Éclairer la face visible du capitalisme puis son pendant obscur : il y a quelque chose de semblable et de presque lunaire entre l’évolution des sérigraphies d’Andy Warhol et la carrière de Nicolas Descottes. Entamant ses travaux avec le diptyque Marilyn et le terminant par les voitures accidentées de sa série Death and Disaster, le mage de la Factory nous racontait le destin-déclin de la société de la marchandise et du spectacle. Qu’est-ce qui a poussé Nicolas Descottes, 53 ans, à mettre de côté ses photos de natures mortes shootées pour l’industrie du luxe ? Qu’est-ce qui a incité ce formaliste hors pair à se tourner vers ce qui, justement, échappe à tout contrôle : les catastrophes bien réelles, comme la disparition de la mer d’Aral, qu’il a documentée en 2000, ou les catastrophes simulées, comme dans le Maasvlakte, la zone industrielle du port de Rotterdam, où des explosions, des incendies et des collisions mettent chaque jour en pièces et en cendres des ersatz d’avions, d’hélicoptères, d’immeubles, de granges, de citernes ou de containers ? Ce mouvement s’explique en partie par sa fréquentation assidue des écrivains et des philosophes. Le départ de Nicolas pour le Centre mondial des catastrophes aux Pays-Bas avec pour tout moyen de transport et de logement son Renault Espace fut motivé par la lecture de cinq lignes du catalogue de Mutations, l’exposition de l’urbaniste Rem Koolhaas. « Dedans il évoque un centre qui simule des accidents, où se joue une sorte de fausse guerre entre le feu et l’humain. J’ai lu ça, j’ai trouvé ça passionnant. J’ai trouvé le contact du responsable et je m’y suis rendu. »

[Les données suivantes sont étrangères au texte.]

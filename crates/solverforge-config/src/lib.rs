//! Configuration system for the SolverForge constraint network.
//!
//! Load network configuration from TOML or YAML to control runtime
//! assertions, match retention and constraint weights without code changes.
//!
//! # Examples
//!
//! ```
//! use solverforge_config::{EnvironmentMode, NetworkConfig};
//! use solverforge_core::HardSoftScore;
//!
//! let config = NetworkConfig::from_toml_str(r#"
//!     environment_mode = "fast_assert"
//!     constraint_match_enabled = false
//!
//!     [constraint_weights]
//!     "scheduling/Overlap" = "2hard/0soft"
//! "#).unwrap();
//!
//! assert_eq!(config.environment_mode, EnvironmentMode::FastAssert);
//! let weights = config.parsed_weights::<HardSoftScore>().unwrap();
//! assert_eq!(weights[0].1, HardSoftScore::of(2, 0));
//! ```
//!
//! Use default config when file is missing:
//!
//! ```
//! use solverforge_config::NetworkConfig;
//!
//! let config = NetworkConfig::load("network.toml").unwrap_or_default();
//! assert!(config.constraint_match_enabled);
//! ```

use std::collections::BTreeMap;
use std::path::Path;

use serde::{Deserialize, Serialize};
use solverforge_core::ParseableScore;
use thiserror::Error;

/// Configuration error
#[derive(Debug, Error)]
pub enum ConfigError {
    #[error("IO error: {0}")]
    Io(#[from] std::io::Error),

    #[error("TOML parse error: {0}")]
    Toml(#[from] toml::de::Error),

    #[error("YAML parse error: {0}")]
    Yaml(#[from] serde_yaml::Error),

    #[error("Invalid configuration: {0}")]
    Invalid(String),

    #[error("invalid weight for constraint '{name}': {message}")]
    InvalidWeight { name: String, message: String },
}

/// Constraint network configuration.
#[derive(Debug, Clone, Deserialize, Serialize)]
#[serde(rename_all = "snake_case")]
pub struct NetworkConfig {
    /// Environment mode controlling runtime self-checks.
    #[serde(default)]
    pub environment_mode: EnvironmentMode,

    /// Whether terminals keep each match for analysis.
    #[serde(default = "default_true")]
    pub constraint_match_enabled: bool,

    /// Weight overrides keyed by constraint full name, as score strings.
    #[serde(default)]
    pub constraint_weights: BTreeMap<String, String>,
}

fn default_true() -> bool {
    true
}

impl Default for NetworkConfig {
    fn default() -> Self {
        Self {
            environment_mode: EnvironmentMode::default(),
            constraint_match_enabled: true,
            constraint_weights: BTreeMap::new(),
        }
    }
}

impl NetworkConfig {
    /// Creates a new default configuration.
    pub fn new() -> Self {
        Self::default()
    }

    /// Loads configuration from a TOML file.
    ///
    /// # Errors
    ///
    /// Returns error if file doesn't exist or contains invalid TOML.
    pub fn load(path: impl AsRef<Path>) -> Result<Self, ConfigError> {
        Self::from_toml_file(path)
    }

    pub fn from_toml_file(path: impl AsRef<Path>) -> Result<Self, ConfigError> {
        let contents = std::fs::read_to_string(path)?;
        Self::from_toml_str(&contents)
    }

    pub fn from_toml_str(s: &str) -> Result<Self, ConfigError> {
        Ok(toml::from_str(s)?)
    }

    pub fn from_yaml_file(path: impl AsRef<Path>) -> Result<Self, ConfigError> {
        let contents = std::fs::read_to_string(path)?;
        Self::from_yaml_str(&contents)
    }

    pub fn from_yaml_str(s: &str) -> Result<Self, ConfigError> {
        Ok(serde_yaml::from_str(s)?)
    }

    pub fn with_environment_mode(mut self, mode: EnvironmentMode) -> Self {
        self.environment_mode = mode;
        self
    }

    pub fn with_constraint_match_enabled(mut self, enabled: bool) -> Self {
        self.constraint_match_enabled = enabled;
        self
    }

    /// Overrides the weight of one constraint with a score string such as `"1hard/0soft"`.
    ///
    /// Weights are magnitudes: the constraint's impact type decides whether
    /// they count as a penalty or a reward.
    pub fn with_constraint_weight(
        mut self,
        constraint: impl Into<String>,
        weight: impl Into<String>,
    ) -> Self {
        self.constraint_weights
            .insert(constraint.into(), weight.into());
        self
    }

    /// Parses every configured weight as `Sc`, in constraint name order.
    ///
    /// # Errors
    ///
    /// Returns [`ConfigError::InvalidWeight`] for the first weight that fails to parse.
    pub fn parsed_weights<Sc: ParseableScore>(&self) -> Result<Vec<(String, Sc)>, ConfigError> {
        self.constraint_weights
            .iter()
            .map(|(name, raw)| {
                Sc::parse(raw)
                    .map(|weight| (name.clone(), weight))
                    .map_err(|e| ConfigError::InvalidWeight {
                        name: name.clone(),
                        message: e.to_string(),
                    })
            })
            .collect()
    }
}

/// Environment mode controlling how much the network checks itself.
#[derive(Debug, Clone, Copy, Default, PartialEq, Eq, Deserialize, Serialize)]
#[serde(rename_all = "snake_case")]
pub enum EnvironmentMode {
    /// No runtime checks beyond lifecycle validation.
    #[default]
    NonAsserted,

    /// After every flush, every node's staged changes must be drained.
    FastAssert,

    /// Fast assertions plus a recomputation of every terminal's total from its matches.
    FullAssert,
}

impl EnvironmentMode {
    pub fn is_asserted(self) -> bool {
        matches!(self, EnvironmentMode::FastAssert | EnvironmentMode::FullAssert)
    }

    pub fn is_fully_asserted(self) -> bool {
        matches!(self, EnvironmentMode::FullAssert)
    }
}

Il commence à nous parler de ses images crépusculaires : « Là, dans ce container, des pompiers s’entraînaient à contrer les flashovers, les retours de flammes, quand on ouvre la porte d’une pièce en feu et que l’oxygène crée un appel d’air monstrueux. Ils sont avec le feu à l’intérieur. Ce centre sert également aux flics, au personnel qui travaille sur les plateformes en haute mer. Il y a des piscines. Là, autour de cette citerne, l’idée n’est pas de se précipiter pour l’éteindre. C’est assez technique. Il faut commencer par arroser ce qui ne doit pas s’enflammer pour éviter la propagation. Mais j’ai surtout voulu montrer comment ces objets se trouvaient métamorphosés, sculptés par les flammes. Cette image-là, c’est presque un théâtre qui dégoulinerait. Ce faux avion a un côté burlesque, s’amuse- t-il. Je joue avec une ambiguïté. On ne sait pas si ce sont des décors de cinéma ou des accidents réels. Or ce n’est ni l’un ni l’autre. C’est toujours trop parfait pour l’un ou imparfait pour l’autre. C’est un entre-deux. »
Une question de fuite ?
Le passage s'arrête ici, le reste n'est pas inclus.